March 17, 2016 by Marion Maneker

London Cont Perf 216

If you want a solid illustration of the leveling off in the Contemporary art market, look no further than these charts prepared by Athena Art Finance‘s data guru, Lisa Prosser. By a variety of measures, we can see that seller expectations have gotten ahead of the market and buyers are chasing after works at lower price levels.

The first chart, above, shows the aggregate of Sotheby’s, Christie’s and Phillips’s Contemporary sales in a single chart. In both day and evening sales, the proportion of lots that exceeded estimates, shrunk from 2015 to 2016. Works that sold within estimates remained flat during the day sales but expanded dramatically for the evening sales. And the number of works that were bought in, or failed to find buyers, increased across both sales but to a greater proportion during the day than the evening.

London Cont Estimates 216

Estimates are an interesting measure. But onlookers need to keep front of mind that estimates are merely marketing tools. The estimates, moreover, are often driven more by sellers expectations or optimism than they are by auction house professionals arrogance. The chart above shows us how well each of the auction houses did against their own estimates.

You can see that Christie’s and Sotheby’s were both able to significantly outperform their estimates during the day sales in 2015. Christie’s continued to outperform in London during the day sale in 2016. But Sotheby’s pretty much nailed the estimates. Phillips went from getting their estimates right during the London day sales of 2015 to lagging behind in 2016.

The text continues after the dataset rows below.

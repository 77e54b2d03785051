//! podgen Core - Hexagonal Architecture Implementation
//!
//! Domain and application layers for podgen, a generator that turns a flat
//! settings file into a multi-stage container build manifest and a matching
//! compose file, and publishes the built image.
//!
//! ## Architecture Overview
//!
//! ```text
//! ┌─────────────────────────────────────────┐
//! │            podgen-cli (CLI)             │
//! └──────────────────┬──────────────────────┘
//!                    │ calls
//!                    ▼
//! ┌─────────────────────────────────────────┐
//! │         Application Services            │
//! │ (GenerateService, PublishService, ...)  │
//! └──────────────────┬──────────────────────┘
//!                    │ uses
//!                    ▼
//! ┌─────────────────────────────────────────┐
//! │      Application Ports (Traits)         │
//! │ (Filesystem, Renderers, Engine, Clock)  │
//! └──────────────────┬──────────────────────┘
//!                    │ implemented by
//!                    ▼
//! ┌─────────────────────────────────────────┐
//! │     podgen-adapters (Infrastructure)    │
//! └─────────────────────────────────────────┘
//!                    │
//!                    ▼
//! ┌─────────────────────────────────────────┐
//! │         Domain Layer (Pure Logic)       │
//! │ (Configuration, Validator, Composer)    │
//! └─────────────────────────────────────────┘
//! ```
//!
//! ## Usage
//!
//! ```rust,ignore
//! use podgen_core::prelude::*;
//!
//! let config = Configuration::from_pairs([("CONTAINER_NAME", "web-terminal"), ("PORT", "7681")])
//!     .unwrap();
//!
//! // Adapters are injected by the caller.
//! let service = GenerateService::new(build_renderer, compose_renderer, filesystem);
//! let paths = ArtifactPaths::in_dir(".", "Podmanfile", "compose.yaml");
//! service.generate(&config, ArtifactSelection::All, &paths).unwrap();
//! ```

pub mod domain;

pub mod application;

pub mod error;

// Public API - what external crates should use
pub mod prelude {
    pub use crate::application::{
        ArtifactPaths, ArtifactSelection, GenerateService, PublishService, TagResolver,
        ports::{
            BuildManifestRenderer, Clock, ContainerEngine, Filesystem, OrchestrationRenderer,
            RevisionSource,
        },
    };
    pub use crate::domain::{
        ArtifactKind, Composition, Configuration, Instruction, Stage, TagPair, ValidationReport,
    };
    pub use crate::error::{PodgenError, PodgenResult};
}

// Version info
pub const VERSION: &str = env!("CARGO_PKG_VERSION");
//! Filesystem adapters.

mod local;
mod memory;

pub use local::LocalFilesystem;
pub use memory::MemoryFilesystem;
//! Application services - orchestrate use cases.
//!
//! Services coordinate the domain layer and ports to accomplish
//! high-level use cases like "generate manifests" or "publish the image".

pub mod generate_service;
pub mod publish_service;
pub mod tag_resolver;

pub use generate_service::{
    ArtifactPaths, ArtifactSelection, GenerateService, Generation, WrittenArtifact,
};
pub use publish_service::{PublishService, PushPlan, PushReport, TagOutcome};
pub use tag_resolver::TagResolver;
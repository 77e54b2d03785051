//! Orchestration-manifest (compose file) renderer.
//!
//! Built from the configuration directly, never from the rendered build
//! manifest. Every name shared with the build manifest comes from
//! `podgen_core::domain::contract`.

use serde::Serialize;
use tracing::instrument;

use podgen_core::{
    application::{ApplicationError, ports::OrchestrationRenderer},
    domain::{
        ArtifactKind, Configuration, ProxyGroup,
        contract::{
            BUILD_PROXY_ARGS, INTEGRATION_ENV_VARS, NETWORK_NAME, PROXY_ENV_VARS,
            RUNTIME_PROXY_ARGS, WORKSPACE_DIR, WORKSPACE_SOURCE, local_image,
        },
    },
    error::PodgenResult,
};

const HEADER: &str = "# Generated by podgen. Edit the settings file and regenerate instead.\n";

#[derive(Debug, Serialize)]
struct ComposeFile {
    services: Single<Service>,
    networks: Single<Network>,
}

/// A one-entry mapping; serialises as `{ key: value }` without pulling in a
/// map type whose ordering would need thought.
#[derive(Debug)]
struct Single<T> {
    key: String,
    value: T,
}

impl<T: Serialize> Serialize for Single<T> {
    fn serialize<S: serde::Serializer>(&self, serializer: S) -> Result<S::Ok, S::Error> {
        use serde::ser::SerializeMap;
        let mut map = serializer.serialize_map(Some(1))?;
        map.serialize_entry(&self.key, &self.value)?;
        map.end()
    }
}

#[derive(Debug, Serialize)]
struct Service {
    image: String,
    container_name: String,
    build: Build,
    ports: Vec<String>,
    environment: Vec<String>,
    volumes: Vec<String>,
    networks: Vec<String>,
    restart: &'static str,
}

#[derive(Debug, Serialize)]
struct Build {
    context: &'static str,
    dockerfile: String,
    #[serde(skip_serializing_if = "Vec::is_empty")]
    args: Vec<String>,
}

#[derive(Debug, Serialize)]
struct Network {
    driver: &'static str,
}

/// Renders the compose file for one service.
#[derive(Debug, Clone)]
pub struct ComposeRenderer {
    build_manifest_name: String,
}

impl ComposeRenderer {
    /// `build_manifest_name` is the file the `build.dockerfile` key points at,
    /// relative to the compose file.
    pub fn new(build_manifest_name: impl Into<String>) -> Self {
        Self {
            build_manifest_name: build_manifest_name.into(),
        }
    }

    fn document(&self, config: &Configuration) -> ComposeFile {
        let name = config.name().to_owned();
        let port = config.port();

        ComposeFile {
            services: Single {
                key: name.clone(),
                value: Service {
                    image: local_image(&name),
                    container_name: name,
                    build: Build {
                        context: ".",
                        dockerfile: self.build_manifest_name.clone(),
                        args: build_args(config),
                    },
                    ports: vec![format!("{port}:{port}")],
                    environment: environment(config),
                    volumes: vec![format!("{WORKSPACE_SOURCE}:{WORKSPACE_DIR}")],
                    networks: vec![NETWORK_NAME.to_owned()],
                    restart: "unless-stopped",
                },
            },
            networks: Single {
                key: NETWORK_NAME.to_owned(),
                value: Network { driver: "bridge" },
            },
        }
    }
}

impl OrchestrationRenderer for ComposeRenderer {
    #[instrument(skip_all, fields(name = %config.name()))]
    fn render(&self, config: &Configuration) -> PodgenResult<String> {
        let body = serde_yaml::to_string(&self.document(config)).map_err(|e| {
            ApplicationError::RenderingFailed {
                artifact: ArtifactKind::OrchestrationManifest,
                reason: e.to_string(),
            }
        })?;
        Ok(format!("{HEADER}{body}"))
    }
}

/// Build arguments of the enabled proxy groups only, named exactly as the
/// build manifest declares them.
fn build_args(config: &Configuration) -> Vec<String> {
    let mut args = Vec::new();
    if config.build_proxy.is_enabled() {
        args.extend(assignments(&BUILD_PROXY_ARGS, &config.build_proxy));
    }
    if config.runtime_proxy.is_enabled() {
        args.extend(assignments(&RUNTIME_PROXY_ARGS, &config.runtime_proxy));
    }
    args
}

/// Integration variables pass through from the host; the proxy variables are
/// always present and fall back to empty strings.
fn environment(config: &Configuration) -> Vec<String> {
    let passthrough = INTEGRATION_ENV_VARS
        .iter()
        .map(|var| format!("{var}=${{{var}:-}}"));

    let proxy = if config.runtime_proxy.is_enabled() {
        assignments(&PROXY_ENV_VARS, &config.runtime_proxy)
    } else {
        PROXY_ENV_VARS.iter().map(|var| format!("{var}=")).collect()
    };

    passthrough.chain(proxy).collect()
}

fn assignments(names: &[&str; 3], group: &ProxyGroup) -> Vec<String> {
    names
        .iter()
        .zip(group.values())
        .map(|(name, value)| format!("{name}={}", escape_interpolation(value)))
        .collect()
}

/// Compose expands `$` in values; literal settings must not be expanded.
fn escape_interpolation(value: &str) -> String {
    value.replace('$', "$$")
}
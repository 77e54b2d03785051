//! Application ports (traits) for external dependencies.
//!
//! In hexagonal architecture, ports define interfaces that the application
//! needs from the outside world. Adapters in `podgen-adapters` implement these.
//!
//! ## Port Types
//!
//! - **Driven (Output) Ports**: Called by application, implemented by infrastructure
//!   - `Filesystem`: artifact writes
//!   - `BuildManifestRenderer` / `OrchestrationRenderer`: manifest text
//!   - `RevisionSource` / `Clock`: inputs to tag resolution
//!   - `ContainerEngine`: login, tag and push
//!
//! - **Driving (Input) Ports**: Called by external world, implemented by application
//!   - (Defined in CLI layer, implemented by services)

pub mod output;

pub use output::{
    BuildManifestRenderer, Clock, ContainerEngine, Filesystem, OrchestrationRenderer,
    RevisionSource,
};

#[cfg(test)]
pub use output::{
    MockBuildManifestRenderer, MockClock, MockContainerEngine, MockFilesystem,
    MockOrchestrationRenderer, MockRevisionSource,
};
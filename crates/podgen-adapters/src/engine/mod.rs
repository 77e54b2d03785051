//! Container engine adapters.

mod podman;

pub use podman::PodmanEngine;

The evening sales are a slightly different story. Christie’s performed slightly better against their own estimates in 2016 than 2015 but still within the estimate range. Sotheby’s had greatly exceeded the 2015 estimates for the evening sale but performed toward the low end in 2016. Phillips did slightly worse on estimates in 2016 too.

London Cont Value 216

This final chart is perhaps the most important one. The composition of Contemporary lots sold in London in February changed sharply from 2015 to 2016. Of the total sales value, 16% shifted from the top to the bottom. The overwhelming majority of that shift went from works above £10m to works below £1m. That, in itself, isn’t a bad thing for the market. It continues the theme of more transactions at lower values that may give us lower aggregate totals but represent less crowding of value into a very few number of lots.